Go through each line of the records below and count those with the word "HealthResponse"; give only the total.

### Given data
★ ★ ★ ★ ★ ★ ★
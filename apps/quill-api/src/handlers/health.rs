//! Health check endpoint.

use actix_web::{HttpResponse, web};
use serde::Serialize;

use crate::state::AppState;

#[derive(Serialize)]
pub struct HealthResponse {
    pub status: &'static str,
    pub database: &'static str,
    pub version: &'static str,
    pub timestamp: String,
}

/// Liveness plus a database round trip.
///
/// GET /api/health
pub async fn health_check(state: web::Data<AppState>) -> HttpResponse {
    let database_up = state.database_reachable().await;

    let response = HealthResponse {
        status: if database_up { "ok" } else { "degraded" },
        database: if database_up { "up" } else { "unreachable" },
        version: env!("CARGO_PKG_VERSION"),
        timestamp: chrono::Utc::now().to_rfc3339(),
    };

    if database_up {
        HttpResponse::Ok().json(response)
    } else {
        HttpResponse::ServiceUnavailable().json(response)
    }
}

#[cfg(test)]
mod tests {
    use super::*;
    use actix_web::{App, test};
    use sea_orm::{DatabaseBackend, MockDatabase};

    #[actix_web::test]
    async fn health_reports_database_status() {
        let db = MockDatabase::new(DatabaseBackend::Postgres).into_connection();
        let state = AppState::with_connection(db);

        let app = test::init_service(
            App::new()
                .app_data(web::Data::new(state))
                .route("/api/health", web::get().to(health_check)),
        )
        .await;

        let req = test::TestRequest::get().uri("/api/health").to_request();
        let body: serde_json::Value = test::call_and_read_body_json(&app, req).await;

        assert_eq!(body["status"], "ok");
        assert_eq!(body["database"], "up");
    }
}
★ ★ ★ ★ ★ ★ ★
### Answer box
2